Thinking About God: Encouragement from Perplexing Theology

Thinking of God’s omnipresence takes discipline.

Written by Andy Stearns | Wednesday, September 17, 2025

Pondering His character is always profitable. Just remember to stay tied to the text of Scripture so you don’t float off into a sea of human invention and creativity. Therefore, thinking about how God is not limited by space, and yet is also not contained in any place, while totally foreign to us finite creations, is still a very profitable use of our minds.

 

Recently, I have been working through a few books of Systematic Theology. That topic simply means that you take what the Bible says about a certain topic and then summarize it all in one place. Technically, you have more going on depending on the purposes of the author writing the book (history, philosophy, etc.), but the parts that I find the most interesting are those drawn from the biblical text. Recently, I read something that I found both intriguing and encouraging.
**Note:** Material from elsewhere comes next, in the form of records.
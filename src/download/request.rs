//! Retrying HTTP request client.
//!
//! [`RequestClient`] issues one logical request, bounding every attempt by a
//! timeout and transparently retrying retriable statuses and transport errors
//! under the shared [`RetryPolicy`]. Non-2xx responses are not errors at this
//! layer: once retries are exhausted (or the status is not retriable) the
//! response is handed back for the caller to interpret.

use std::fmt;
use std::sync::Arc;
use std::time::Duration;

use reqwest::header::HeaderMap;
use reqwest::{Client, Method, Response};
use tracing::{debug, instrument};
use url::Url;

use super::constants::{CONNECT_TIMEOUT, DEFAULT_REQUEST_TIMEOUT};
use super::error::DownloadError;
use super::observer::{NoopObserver, RetryEvent, TransferObserver};
use super::retry::{
    RetryDecision, RetryPolicy, classify_error, classify_http_status, is_retriable_status,
};
use crate::user_agent;

/// Per-request timing limits.
#[derive(Debug, Clone, Copy, PartialEq, Eq)]
pub struct RequestOptions {
    /// Ceiling on request setup and header receipt, per attempt.
    pub timeout: Duration,
    /// Ceiling on the gap between body chunks. Enforced by whoever reads the
    /// body (see [`TransferEngine`](super::TransferEngine)); `None` disables it.
    pub read_timeout: Option<Duration>,
}

impl RequestOptions {
    /// Options with only a request timeout.
    #[must_use]
    pub fn new(timeout: Duration) -> Self {
        Self {
            timeout,
            read_timeout: None,
        }
    }

    /// Adds a body read timeout.
    #[must_use]
    pub fn with_read_timeout(mut self, read_timeout: Duration) -> Self {
        self.read_timeout = Some(read_timeout);
        self
    }
}

impl Default for RequestOptions {
    fn default() -> Self {
        Self::new(DEFAULT_REQUEST_TIMEOUT)
    }
}

/// HTTP client with bounded attempts and exponential backoff.
///
/// This client is designed to be created once and reused for the whole run,
/// taking advantage of connection pooling. It never holds credentials; callers
/// pass the current session headers on every call.
#[derive(Clone)]
pub struct RequestClient {
    client: Client,
    policy: RetryPolicy,
    observer: Arc<dyn TransferObserver>,
}

impl fmt::Debug for RequestClient {
    fn fmt(&self, f: &mut fmt::Formatter<'_>) -> fmt::Result {
        f.debug_struct("RequestClient")
            .field("policy", &self.policy)
            .finish_non_exhaustive()
    }
}

impl Default for RequestClient {
    fn default() -> Self {
        Self::new(RetryPolicy::default())
    }
}

impl RequestClient {
    /// Creates a client using the given retry policy.
    ///
    /// # Panics
    ///
    /// Panics if the HTTP client builder fails to build with the static
    /// configuration. This should never happen in practice.
    #[must_use]
    #[allow(clippy::expect_used)]
    pub fn new(policy: RetryPolicy) -> Self {
        let client = Client::builder()
            .connect_timeout(CONNECT_TIMEOUT)
            .gzip(true)
            .user_agent(user_agent::default_user_agent())
            .build()
            .expect("failed to build HTTP client with static configuration");
        Self {
            client,
            policy,
            observer: Arc::new(NoopObserver),
        }
    }

    /// Routes retry notifications to `observer`.
    #[must_use]
    pub fn with_observer(mut self, observer: Arc<dyn TransferObserver>) -> Self {
        self.observer = observer;
        self
    }

    /// Clone of this client that makes exactly one attempt per request, for
    /// callers that run their own attempt loop under the same policy.
    #[must_use]
    pub fn single_attempt(&self) -> Self {
        Self {
            client: self.client.clone(),
            policy: self.policy.attempts(1),
            observer: Arc::clone(&self.observer),
        }
    }

    /// The retry policy in effect.
    #[must_use]
    pub fn policy(&self) -> &RetryPolicy {
        &self.policy
    }

    /// The observer receiving retry events.
    #[must_use]
    pub fn observer(&self) -> &Arc<dyn TransferObserver> {
        &self.observer
    }

    /// Issues one logical request, retrying under the configured policy.
    ///
    /// # Errors
    ///
    /// Returns [`DownloadError::InvalidUrl`] before any I/O for malformed URLs,
    /// [`DownloadError::Timeout`] when the last attempt exceeded
    /// `options.timeout`, or [`DownloadError::Network`] for a non-retriable or
    /// exhausted transport failure. HTTP error statuses are returned as `Ok`.
    #[instrument(
        level = "debug",
        skip(self, headers, body, options),
        fields(url = %url, method = %method)
    )]
    pub async fn request(
        &self,
        url: &str,
        method: Method,
        headers: &HeaderMap,
        body: Option<&serde_json::Value>,
        options: RequestOptions,
    ) -> Result<Response, DownloadError> {
        Url::parse(url).map_err(|_| DownloadError::invalid_url(url))?;

        let mut attempt = 1;
        loop {
            let outcome = self
                .send_once(url, method.clone(), headers, body, options.timeout)
                .await;

            let retriable = match &outcome {
                Ok(response) => {
                    let status = response.status().as_u16();
                    is_retriable_status(status)
                        .then(|| (classify_http_status(status), format!("HTTP {status}")))
                }
                Err(error) => Some((classify_error(error), error.to_string())),
            };
            let Some((failure_type, reason)) = retriable else {
                return outcome;
            };

            match self.policy.should_retry(failure_type, attempt) {
                RetryDecision::Retry { delay, attempt: next } => {
                    self.observer.on_retry(&RetryEvent {
                        url: url.to_string(),
                        failed_attempt: attempt,
                        max_attempts: self.policy.max_attempts(),
                        delay,
                        reason,
                    });
                    tokio::time::sleep(delay).await;
                    attempt = next;
                }
                RetryDecision::DoNotRetry { reason } => {
                    debug!(attempt, %reason, "giving up on request");
                    return outcome;
                }
            }
        }
    }

    /// Convenience wrapper for a body-less GET.
    ///
    /// # Errors
    ///
    /// See [`request`](Self::request).
    pub async fn get(
        &self,
        url: &str,
        headers: &HeaderMap,
        options: RequestOptions,
    ) -> Result<Response, DownloadError> {
        self.request(url, Method::GET, headers, None, options).await
    }

    /// Convenience wrapper for a HEAD.
    ///
    /// # Errors
    ///
    /// See [`request`](Self::request).
    pub async fn head(
        &self,
        url: &str,
        headers: &HeaderMap,
        options: RequestOptions,
    ) -> Result<Response, DownloadError> {
        self.request(url, Method::HEAD, headers, None, options).await
    }

    async fn send_once(
        &self,
        url: &str,
        method: Method,
        headers: &HeaderMap,
        body: Option<&serde_json::Value>,
        timeout: Duration,
    ) -> Result<Response, DownloadError> {
        let mut request = self.client.request(method, url).headers(headers.clone());
        if let Some(body) = body {
            request = request.json(body);
        }

        match tokio::time::timeout(timeout, request.send()).await {
            Ok(Ok(response)) => Ok(response),
            Ok(Err(error)) if error.is_timeout() => Err(DownloadError::timeout(url)),
            Ok(Err(error)) => Err(DownloadError::network(url, error)),
            Err(_elapsed) => Err(DownloadError::timeout(url)),
        }
    }
}
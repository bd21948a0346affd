//! Application runtime composition modules.

pub(crate) mod config_runtime;
pub(crate) mod exit_handler;
pub(crate) mod progress;
pub(crate) mod runtime;
pub(crate) mod terminal;
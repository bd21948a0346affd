//! Helpers shared by in-crate unit tests.

pub mod socket_guard;
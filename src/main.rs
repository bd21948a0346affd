//! CLI entry point for coursefetch.

use std::process::ExitCode;

use clap::Parser;

mod app;
mod cli;

use cli::Cli;

/// Process outcome, mapped to the exit status.
#[derive(Debug, Clone, Copy, PartialEq, Eq)]
pub(crate) enum ProcessExit {
    /// Every planned file is on disk.
    Success,
    /// The run could not start: no session, bad configuration, missing course.
    Failure,
    /// The run finished but at least one file failed.
    Partial,
}

impl ProcessExit {
    pub(crate) fn code(self) -> u8 {
        match self {
            Self::Success => 0,
            Self::Failure => 1,
            Self::Partial => 2,
        }
    }
}

#[tokio::main]
async fn main() -> ExitCode {
    // Parse first so --help works without logs.
    let cli = Cli::parse();

    match app::runtime::run_coursefetch(cli).await {
        Ok(outcome) => ExitCode::from(outcome.code()),
        Err(error) => {
            eprintln!("Error: {error:#}");
            ExitCode::from(ProcessExit::Failure.code())
        }
    }
}
//! Localhost socket check for wiremock-backed unit tests.
//!
//! Some sandboxes forbid binding even `127.0.0.1`. Tests call
//! [`start_mock_server_or_skip`] and return early on `None`, unless
//! `COURSEFETCH_REQUIRE_SOCKET_TESTS` is truthy, in which case a missing
//! socket fails the test.

use std::net::TcpListener;

use wiremock::MockServer;

const REQUIRE_SOCKETS_VAR: &str = "COURSEFETCH_REQUIRE_SOCKET_TESTS";

fn sockets_required() -> bool {
    std::env::var(REQUIRE_SOCKETS_VAR).is_ok_and(|value| {
        matches!(value.trim().to_ascii_lowercase().as_str(), "1" | "true" | "yes")
    })
}

fn loopback_available() -> Result<(), std::io::Error> {
    TcpListener::bind("127.0.0.1:0").map(drop)
}

/// Starts a mock server, or `None` when loopback sockets are unavailable.
///
/// # Panics
///
/// When sockets are unavailable and `COURSEFETCH_REQUIRE_SOCKET_TESTS` is set.
pub async fn start_mock_server_or_skip() -> Option<MockServer> {
    match loopback_available() {
        Ok(()) => Some(MockServer::start().await),
        Err(error) if sockets_required() => {
            panic!("loopback bind failed ({error}) and {REQUIRE_SOCKETS_VAR} is set")
        }
        Err(error) => {
            eprintln!("skipping mock-server test: loopback bind failed ({error})");
            None
        }
    }
}
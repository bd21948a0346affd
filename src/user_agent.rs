//! Shared User-Agent string for every outgoing request.
//!
//! Login, profile probes and media transfers all go through one
//! [`RequestClient`](crate::download::RequestClient), so a single format is enough.

/// Project URL embedded in the User-Agent.
const PROJECT_UA_URL: &str = "https://github.com/coursefetch/coursefetch";

/// Default User-Agent (identifies the tool and its version).
#[must_use]
pub(crate) fn default_user_agent() -> String {
    let version = env!("CARGO_PKG_VERSION");
    format!("coursefetch/{version} (+{PROJECT_UA_URL})")
}
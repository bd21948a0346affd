//! Authenticated session establishment.
//!
//! [`SessionManager::establish`] tries, in order: a caller-supplied cookie, the
//! persisted session (unless a fresh login is forced), and a full
//! CSRF-protected login handshake. Every candidate is gated by a profile probe;
//! only `success == true` in the probe's JSON body marks a session valid.

use std::fmt;

use reqwest::header::{COOKIE, HeaderMap, HeaderName, HeaderValue, REFERER};
use reqwest::{Method, Response};
use serde::Deserialize;
use serde_json::json;
use tracing::{debug, info, instrument, warn};
use url::Url;

use super::cookie_jar::CookieJar;
use super::store::{PersistedSession, SessionStore};
use super::AuthError;
use crate::download::{RequestClient, RequestOptions};

/// Cookie carrying the anti-forgery token.
const CSRF_COOKIE: &str = "csrftoken";
/// Cookie carrying the session id.
const SESSION_COOKIE: &str = "sessionid";
/// Profile-probe body field holding a fallback CSRF token.
const CSRF_BODY_FIELD: &str = "csrf_token";
/// The only account-check instruction this client can follow.
const PASSWORD_STEP: &str = "password";

const CSRF_HEADER: HeaderName = HeaderName::from_static("x-csrftoken");

const DEFAULT_LOGIN_PAGE_PATH: &str = "/login/";
const DEFAULT_CHECK_ACCOUNT_PATH: &str = "/api/auth/check-account/";
const DEFAULT_LOGIN_PATH: &str = "/api/auth/login/";
const DEFAULT_PROFILE_PATH: &str = "/api/profile/";

/// Cookie header value plus the probe verdict.
#[derive(Clone, PartialEq, Eq)]
pub struct Credential {
    cookie: String,
    authenticated: bool,
}

impl Credential {
    /// The `Cookie` header value.
    #[must_use]
    pub fn cookie(&self) -> &str {
        &self.cookie
    }

    /// True only when a profile probe accepted this cookie.
    #[must_use]
    pub fn is_authenticated(&self) -> bool {
        self.authenticated
    }
}
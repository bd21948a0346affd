//! Constants for the download module (timeouts, retry budget, file naming).

use std::time::Duration;

/// Default number of attempts per logical request or transfer.
pub const DEFAULT_RETRY_ATTEMPTS: u32 = 4;

/// Default ceiling on request setup and header receipt (30 seconds).
pub const DEFAULT_REQUEST_TIMEOUT: Duration = Duration::from_millis(30_000);

/// Default ceiling on the gap between two body chunks (2 minutes).
pub const DEFAULT_READ_TIMEOUT: Duration = Duration::from_millis(120_000);

/// TCP connect timeout applied to the underlying client.
pub const CONNECT_TIMEOUT: Duration = Duration::from_secs(30);

/// First backoff step in milliseconds.
pub const BACKOFF_BASE_MS: u64 = 700;

/// Backoff ceiling in milliseconds.
pub const BACKOFF_CAP_MS: u64 = 30_000;

/// Suffix appended to the final path while bytes are still arriving.
pub const PARTIAL_SUFFIX: &str = ".part";

/// Remaining-bytes window in which displayed progress snaps to the expected total.
pub const PROGRESS_CLAMP_TOLERANCE: u64 = 1024;

/// Minimum interval between two progress events for one transfer.
pub const PROGRESS_EMIT_INTERVAL: Duration = Duration::from_millis(200);
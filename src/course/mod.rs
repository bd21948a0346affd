//! Course structure and the sequential run loop.
//!
//! # Architecture
//!
//! - [`CourseCatalog`] - Async trait that supplies a course's chapters
//! - [`ManifestCatalog`] - Catalog backed by `<dir>/<course_id>.json`
//! - [`CourseRunner`] - Walks chapters and units, one file at a time

mod error;
mod manifest;
mod runner;

pub use error::{CatalogError, RunError};
pub use manifest::ManifestCatalog;
pub use runner::{CourseRunner, FileFailure, RunOptions, RunReport};

use async_trait::async_trait;
use serde::{Deserialize, Serialize};

/// One chapter of a course, in display order.
#[derive(Debug, Clone, PartialEq, Eq, Serialize, Deserialize)]
pub struct Chapter {
    /// Chapter title.
    pub title: String,
    /// Lecture units, in display order.
    #[serde(default)]
    pub units: Vec<LectureUnit>,
}

/// One lecture and the files attached to it.
#[derive(Debug, Clone, Default, PartialEq, Eq, Serialize, Deserialize)]
pub struct LectureUnit {
    /// Unit title.
    pub title: String,
    /// Page the unit's resources were found on; sent as `Referer`.
    #[serde(default)]
    pub page_url: Option<String>,
    /// Main media URL.
    #[serde(default)]
    pub media: Option<String>,
    /// Subtitle tracks.
    #[serde(default)]
    pub subtitles: Vec<Subtitle>,
    /// Supplementary files.
    #[serde(default)]
    pub attachments: Vec<Attachment>,
}

/// One subtitle track.
#[derive(Debug, Clone, PartialEq, Eq, Serialize, Deserialize)]
pub struct Subtitle {
    /// Language tag, e.g. `en`.
    pub language: String,
    /// Track URL.
    pub url: String,
}

/// One supplementary file.
#[derive(Debug, Clone, PartialEq, Eq, Serialize, Deserialize)]
pub struct Attachment {
    /// Display name; the URL's last segment is used when absent.
    #[serde(default)]
    pub name: Option<String>,
    /// File URL.
    pub url: String,
}

/// Source of a course's chapter list.
///
/// This trait uses `async_trait` so runners can hold `&dyn CourseCatalog`.
#[async_trait]
pub trait CourseCatalog: Send + Sync {
    /// Returns the chapters of `course_id` in display order.
    async fn chapters(&self, course_id: &str) -> Result<Vec<Chapter>, CatalogError>;
}
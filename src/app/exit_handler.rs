//! Exit codes and operator-facing error rendering.

use coursefetch_core::RunReport;

use crate::ProcessExit;

/// Maps a finished run to the process exit outcome.
pub(crate) fn determine_exit_outcome(report: &RunReport) -> ProcessExit {
    if report.has_failures() {
        ProcessExit::Partial
    } else {
        ProcessExit::Success
    }
}

/// `[KIND] message` followed by a `Suggestion:` line.
pub(crate) fn render_error(kind: &str, message: &str, suggestion: &str) -> String {
    format!("[{kind}] {message}\n  Suggestion: {suggestion}")
}

pub(crate) fn render_summary(report: &RunReport) -> String {
    format!(
        "Done: {} downloaded, {} already present, {} failed ({} files)",
        report.downloaded,
        report.existing,
        report.failed,
        report.total()
    )
}

#[cfg(test)]
mod tests {
    use super::*;
    use coursefetch_core::course::FileFailure;
    use std::path::PathBuf;

    #[test]
    fn test_clean_run_succeeds() {
        let report = RunReport {
            downloaded: 3,
            existing: 2,
            ..RunReport::default()
        };
        assert_eq!(determine_exit_outcome(&report), ProcessExit::Success);
    }

    #[test]
    fn test_empty_run_succeeds() {
        assert_eq!(determine_exit_outcome(&RunReport::default()), ProcessExit::Success);
    }

    #[test]
    fn test_any_failed_file_is_partial() {
        let report = RunReport {
            downloaded: 0,
            existing: 0,
            failed: 1,
            failures: vec![FileFailure {
                path: PathBuf::from("a.mp4"),
                kind: "SERVER_5xx".to_string(),
                message: "HTTP 503".to_string(),
                suggestion: "retry later".to_string(),
            }],
        };
        assert_eq!(determine_exit_outcome(&report), ProcessExit::Partial);
        assert_eq!(ProcessExit::Partial.code(), 2);
    }

    #[test]
    fn test_render_error_layout() {
        assert_eq!(
            render_error("SESSION_MISSING", "no session", "pass --cookie"),
            "[SESSION_MISSING] no session\n  Suggestion: pass --cookie"
        );
    }

    #[test]
    fn test_render_summary_counts() {
        let report = RunReport {
            downloaded: 1,
            existing: 2,
            failed: 0,
            failures: Vec::new(),
        };
        assert_eq!(
            render_summary(&report),
            "Done: 1 downloaded, 2 already present, 0 failed (3 files)"
        );
    }
}
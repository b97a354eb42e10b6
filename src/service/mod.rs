//! Service integrations for external APIs and clients.
//!
//! This module contains implementations for the services used by the jira-webhook-bot:
//! - Secret stores (e.g., AWS Secrets Manager)
//! - Issue trackers (e.g., Jira)
//!
//! Each service module defines both generic traits and concrete implementations,
//! allowing for extensibility and easy testing.

pub mod secrets;
pub mod tracker;
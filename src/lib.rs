//! Library root for `jira-webhook-bot`.
//!
//! Jira-webhook-bot is a small AWS Lambda handler for GitHub issue comment webhooks:
//! - Looks for the `/jira` trigger anywhere in the comment text
//! - Fetches Jira credentials from AWS Secrets Manager on every invocation
//! - Creates a `Task` from the issue title and body
//! - Passes Jira's own answer through when it refuses the ticket
//!
//! The secret store and the tracker each sit behind a trait so either can be
//! swapped out or mocked.

#[deny(missing_docs)]
pub mod base;
pub mod interaction;
pub mod runtime;
pub mod service;

use base::{
    config::Config,
    types::{HandlerResponse, InboundEvent, Res, Void},
};
use tracing::info;

/// Public async entry for the binary crate.
///
/// Sets up the service clients and serves events from the Lambda runtime API.
pub async fn start(config: Config) -> Void {
    info!("Starting jira-webhook-bot ...");

    // Initialize the runtime.
    let runtime = runtime::Runtime::new(config).await?;

    // Start the runtime.
    runtime.start().await?;

    Ok(())
}

/// Handle a single event outside of Lambda and return the response.
pub async fn invoke_once(config: Config, event: InboundEvent) -> Res<HandlerResponse> {
    info!("Invoking jira-webhook-bot once ...");

    let runtime = runtime::Runtime::new(config).await?;

    Ok(runtime.invoke(event).await)
}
When you think about what God is like, you encounter many perplexing truths. God is infinite when it comes to time. I have a beginning. Everything I see has a beginning. I won’t have an ending. Other things I see will have an ending. I understand beginning, ending, and going on forever. Those don’t perplex me that much. Even the thought of living forever is not really perplexing; it’s just a longer version of what I am experiencing right now. But God never began. That is difficult to grasp with my mind. My life is like a line that has a beginning point and no end. My computer has both a beginning point and an ending point, but I don’t know when that is (but I hope it nears infinity!). But to have a line that goes eternally forward and backwards with no end…that simply boggles the mind.

But what I read that really perplexed me was about God’s relationship to space. Now, we aren’t really talking about the final frontier here. “Outer space” is included, of course, but we mean to speak about all space. You could think of space here as referring to all the places. Yes, all the places. If you can think of a place, that is what we are talking about.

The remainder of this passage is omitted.